La plupart des répondants estiment que leurs connaissances en cardiologie sont suffisantes pour prendre en charge ces chiots. Pourtant, 64 % des personnes interrogées voient seulement 1 à 4 cas par an de ce type, un nombre jugé insuffisant pour acquérir une bonne expérience en matière de prise en charge des maladies cardiaques congénitales. Les bonnes pratiques vétérinaires consistent à référer le plus tôt possible un chiot présentant une cardiopathie congénitale potentielle à un expert pour des examens complémentaires.

Améliorer ses compétences ?

Le rôle positif de la formation continue pour aider à diagnostiquer un souffle cardiaque chez un chien a été mis en évidence. En effet, les répondants qui ne se forment pas trouvent le diagnostic plus difficile que ceux qui consacrent du temps à leur formation continue.

Dans cette enquête, les participants ont été interrogés à propos de leurs souhaits en matière de formation en cardiologie. Aucun d'entre eux ne souhaitait suivre une formation à l'auscultation cardiaque mais 36 % souhaitaient se former en échocardiographie.

Ces résultats montrent que le rôle de l'examen clinique a perdu de son importance en médecine des petits animaux alors que l'auscultation est plus rapide et plus pratique pour détecter une maladie cardiaque. Sous la direction d'un spécialiste, apprendre à distinguer un souffle innocent d'un souffle pathologique peut se faire en quelques heures, selon les auteurs de l'étude.
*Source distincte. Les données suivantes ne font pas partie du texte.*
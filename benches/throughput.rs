use criterion::{black_box, criterion_group, criterion_main, Criterion, Throughput};
use flate2::write::GzEncoder;
use flate2::Compression;
use linepipe::compile;
use std::io::{self, Write};
use std::time::Duration;

fn generate_log(bytes: usize) -> Vec<u8> {
    let mut log = Vec::with_capacity(bytes + 128);
    let mut i = 0u64;
    while log.len() < bytes {
        match i % 4 {
            0 => writeln!(log, "2024-05-08 12:00:{:02} ERROR job {} failed", i % 60, i),
            1 => writeln!(log, "    at worker.rs:{}", i),
            2 => writeln!(log),
            _ => writeln!(log, "2024-05-08 12:00:{:02} DEBUG heartbeat {}", i % 60, i),
        }
        .expect("write to Vec");
        i += 1;
    }
    log
}

fn benchmark_single_stage_throughput(c: &mut Criterion) {
    let input = generate_log(4 << 20);
    let mut group = c.benchmark_group("single_stage");
    group.throughput(Throughput::Bytes(input.len() as u64));
    group.bench_function("noempty_4mb", |b| {
        b.iter(|| {
            let pipeline = compile("noempty").expect("Compile failed");
            pipeline
                .run(black_box(&input[..]), io::sink())
                .expect("Run failed");
        });
    });
    group.finish();
}

fn benchmark_three_stage_throughput(c: &mut Criterion) {
    let input = generate_log(4 << 20);
    let mut group = c.benchmark_group("three_stage");
    group.throughput(Throughput::Bytes(input.len() as u64));
    group.bench_function("groupml_ignore_noempty_4mb", |b| {
        b.iter(|| {
            let pipeline = compile(r"groupml /^\d{4}-/ | ignore / DEBUG / | noempty")
                .expect("Compile failed");
            pipeline
                .run(black_box(&input[..]), io::sink())
                .expect("Run failed");
        });
    });
    group.finish();
}

fn benchmark_gunzip_throughput(c: &mut Criterion) {
    let log = generate_log(4 << 20);
    let mut enc = GzEncoder::new(Vec::new(), Compression::default());
    enc.write_all(&log).expect("compress");
    let input = enc.finish().expect("compress");

    let mut group = c.benchmark_group("decode");
    group.throughput(Throughput::Bytes(log.len() as u64));
    group.bench_function("gunzip_noempty_4mb", |b| {
        b.iter(|| {
            let pipeline = compile("gunzip? | noempty").expect("Compile failed");
            pipeline
                .run(black_box(&input[..]), io::sink())
                .expect("Run failed");
        });
    });
    group.finish();
}

criterion_group!(
    name = benches;
    config = Criterion::default().measurement_time(Duration::from_secs(10));
    targets = benchmark_single_stage_throughput, benchmark_three_stage_throughput, benchmark_gunzip_throughput
);
criterion_main!(benches);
Savoir apprécier l'intensité d'un souffle est très utile car ce paramètre est corrélé à la gravité de la maladie, notamment lors de persistance du canal artériel et de sténose pulmonaire ou aortique chez le chien. Classer à tort un souffle fort comme un souffle faible risque de faire passer à côté de maladies cardiaques congénitales.

Traiter précocement ?

Un chiot atteint d'une cardiopathie congénitale grave doit pouvoir bénéficier d'une éventuelle intervention avant l'apparition d'un remodelage cardiaque et de signes cliniques.
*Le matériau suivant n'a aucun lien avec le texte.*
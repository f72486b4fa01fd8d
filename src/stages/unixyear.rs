use crate::buffer::PipeReader;
use crate::config::RunContext;
use crate::error::Result;
use crate::stage::Stage;
use chrono::{Datelike, NaiveDate};
use std::io::Write;

const MONTHS: [&[u8]; 12] = [
    b"Jan", b"Feb", b"Mar", b"Apr", b"May", b"Jun", b"Jul", b"Aug", b"Sep", b"Oct", b"Nov", b"Dec",
];

/// Put a year in front of syslog-style dates, which carry none.
///
/// The year is the current one, except that a `Dec` date seen in January is
/// taken to be from last year: logs rotated across new year's eve.
#[derive(Debug, Default)]
pub struct UnixYear {
    today: Option<NaiveDate>,
}

impl UnixYear {
    fn year_for(today: NaiveDate, month: &[u8]) -> i32 {
        if month == b"Dec" && today.month() == 1 {
            today.year() - 1
        } else {
            today.year()
        }
    }
}

impl Stage for UnixYear {
    fn name(&self) -> &str {
        "unixyear"
    }

    fn on_start(&mut self, ctx: &RunContext) -> Result<()> {
        self.today = Some(ctx.today);
        Ok(())
    }

    fn process(&mut self, input: &mut PipeReader, output: &mut dyn Write) -> Result<()> {
        let today = self.today.unwrap_or_else(|| RunContext::now().today);
        let mut lines = input.scan_lines();
        while let Some(line) = lines.next_line()? {
            match find_month(line) {
                Some(at) => {
                    let year = Self::year_for(today, &line[at..at + 3]);
                    output.write_all(&line[..at])?;
                    write!(output, "{} ", year)?;
                    output.write_all(&line[at..])?;
                }
                None => output.write_all(line)?,
            }
            output.write_all(b"\n")?;
        }
        Ok(())
    }
}

/// Offset of the leftmost month abbreviation in the line
fn find_month(line: &[u8]) -> Option<usize> {
    line.windows(3).position(|w| MONTHS.contains(&w))
}

#[cfg(test)]
mod tests {
    use super::*;
    use crate::stages::test_support::run_stage_with;

    fn on(y: i32, m: u32, d: u32) -> RunContext {
        RunContext::on(NaiveDate::from_ymd_opt(y, m, d).unwrap())
    }

    #[test]
    fn test_current_year_inserted() {
        let out = run_stage_with(
            &mut UnixYear::default(),
            b"<13>Mar  3 10:00:01 host sshd: ok\nno date here\n",
            &on(2024, 6, 15),
        )
        .unwrap();
        assert_eq!(out, b"<13>2024 Mar  3 10:00:01 host sshd: ok\nno date here\n");
    }

    #[test]
    fn test_december_in_january_is_last_year() {
        let input = b"Dec 31 23:59:59 host app: bye\nJan  1 00:00:01 host app: hi\n";
        let out = run_stage_with(&mut UnixYear::default(), input, &on(2025, 1, 2)).unwrap();
        assert_eq!(
            out,
            &b"2024 Dec 31 23:59:59 host app: bye\n2025 Jan  1 00:00:01 host app: hi\n"[..]
        );
    }

    #[test]
    fn test_december_outside_january_is_this_year() {
        let input = b"Dec 31 23:59:59 host app: bye\n";
        let out = run_stage_with(&mut UnixYear::default(), input, &on(2025, 2, 1)).unwrap();
        assert_eq!(out, b"2025 Dec 31 23:59:59 host app: bye\n");
    }

    #[test]
    fn test_leftmost_month_wins() {
        assert_eq!(find_month(b"xx Oct then Jan"), Some(3));
        assert_eq!(find_month(b"nothing"), None);
        assert_eq!(find_month(b"Ja"), None);
    }
}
Selon 87 % des vétérinaires interrogées, une intervention médicale ou chirurgicale est en effet nécessaire pour un chiot présumé atteint d'une cardiopathie congénitale, même en l'absence de signes cliniques. Et pour 62 % des répondants, plus le chiot est jeune au moment de l'intervention, meilleurs sont les résultats. Le taux d'adhésion à ces affirmations est d'autant plus fort que le praticien travaille dans une grande structure vétérinaire, qu'il trouve facile de différencier les souffles innocents des souffles pathologiques, et qu'il a moins de 5 ans d'expérience.
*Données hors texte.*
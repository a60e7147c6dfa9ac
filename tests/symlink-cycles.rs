//! Symlink policy on the local walker: skip, preserve, or follow - and
//! when following, never loop and never chase absurd chains.

#![cfg(unix)]

use std::os::unix::fs::symlink;

use anyhow::Result;
use camino::Utf8PathBuf;

use ferry::config::SymlinkHandling;
use ferry::object::{EntityType, StoredObject};
use ferry::traverse::Traverser;
use ferry::traverse::local::LocalTraverser;

mod common;

fn collect(traverser: &LocalTraverser) -> Result<Vec<(EntityType, String)>> {
    let mut seen = Vec::new();
    let mut processor = |so: StoredObject| {
        seen.push((so.entity_type, so.relative_path));
        Ok(())
    };
    traverser.traverse(None, &mut processor, &[])?;
    let mut seen = seen;
    seen.sort();
    Ok(seen)
}

#[test]
fn self_loop_visits_the_directory_once() -> Result<()> {
    common::init();

    let dir = tempfile::tempdir()?;
    common::write_file(&dir.path().join("f1"), b"one")?;
    common::write_file(&dir.path().join("f2"), b"two")?;
    symlink(dir.path(), dir.path().join("loop"))?;

    let root = Utf8PathBuf::try_from(dir.path().to_path_buf())?;
    let traverser = LocalTraverser::new(root).symlinks(SymlinkHandling::Follow);
    let seen = collect(&traverser)?;

    // The loop is noticed, not followed: two files and the root, period.
    assert_eq!(
        seen,
        [
            (EntityType::File, "f1".to_owned()),
            (EntityType::File, "f2".to_owned()),
            (EntityType::Folder, String::new()),
        ]
    );
    Ok(())
}

#[test]
fn mutual_loops_terminate_too() -> Result<()> {
    common::init();

    let dir = tempfile::tempdir()?;
    common::write_file(&dir.path().join("a/fa"), b"a")?;
    common::write_file(&dir.path().join("b/fb"), b"b")?;
    symlink(dir.path().join("b"), dir.path().join("a/to-b"))?;
    symlink(dir.path().join("a"), dir.path().join("b/to-a"))?;

    let root = Utf8PathBuf::try_from(dir.path().to_path_buf())?;
    let traverser = LocalTraverser::new(root).symlinks(SymlinkHandling::Follow);
    let seen = collect(&traverser)?;

    // Each real directory shows up exactly once, whichever road got there
    // first.
    let files: Vec<_> = seen
        .iter()
        .filter(|(e, _)| *e == EntityType::File)
        .map(|(_, rel)| ferry::object::name_of(rel).to_owned())
        .collect();
    assert_eq!(files.len(), 2);
    assert!(files.contains(&"fa".to_owned()));
    assert!(files.contains(&"fb".to_owned()));
    Ok(())
}

#[test]
fn preserve_emits_symlink_entities() -> Result<()> {
    common::init();

    let dir = tempfile::tempdir()?;
    common::write_file(&dir.path().join("real"), b"data")?;
    symlink(dir.path().join("real"), dir.path().join("link"))?;

    let root = Utf8PathBuf::try_from(dir.path().to_path_buf())?;
    let traverser = LocalTraverser::new(root).symlinks(SymlinkHandling::Preserve);
    let seen = collect(&traverser)?;

    assert!(seen.contains(&(EntityType::Symlink, "link".to_owned())));
    Ok(())
}

#[test]
fn skipping_is_the_default() -> Result<()> {
    common::init();

    let dir = tempfile::tempdir()?;
    common::write_file(&dir.path().join("real"), b"data")?;
    symlink(dir.path().join("real"), dir.path().join("link"))?;

    let root = Utf8PathBuf::try_from(dir.path().to_path_buf())?;
    let seen = collect(&LocalTraverser::new(root))?;

    assert!(!seen.iter().any(|(_, rel)| rel == "link"));
    Ok(())
}

#[test]
fn absurd_chains_fail_the_entry_not_the_walk() -> Result<()> {
    common::init();

    let dir = tempfile::tempdir()?;
    common::write_file(&dir.path().join("end"), b"data")?;
    // end <- l45 <- l44 <- ... <- l1
    symlink(dir.path().join("end"), dir.path().join("l45"))?;
    for i in (1..45).rev() {
        symlink(
            dir.path().join(format!("l{}", i + 1)),
            dir.path().join(format!("l{i}")),
        )?;
    }

    let (err_tx, err_rx) = crossbeam_channel::unbounded();
    let root = Utf8PathBuf::try_from(dir.path().to_path_buf())?;
    let traverser = LocalTraverser::new(root)
        .symlinks(SymlinkHandling::Follow)
        .error_channel(err_tx);
    let seen = collect(&traverser)?;
    drop(traverser);

    // The real file still made it, plus the short-enough tail of the chain.
    assert!(seen.contains(&(EntityType::File, "end".to_owned())));

    let failures: Vec<_> = err_rx.try_iter().collect();
    assert!(
        failures.iter().any(|f| f.message.contains("links")),
        "expected a chain-depth failure in {failures:?}"
    );
    Ok(())
}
Selon cette enquête, les praticiens exerçant au sein de grosses cliniques vétérinaires prennent en charge les maladies cardiaques des chiots de manière plus proactive que dans les structures de taille réduite. Cela s'explique sans doute par le recours plus facile à des spécialistes, par un meilleur accès à des outils diagnostiques avancés et par la formation continue suivie. En outre, les propriétaires de chiens qui fréquentent les grandes structures peuvent être plus exigeants à propos du pronostic de la cardiopathie.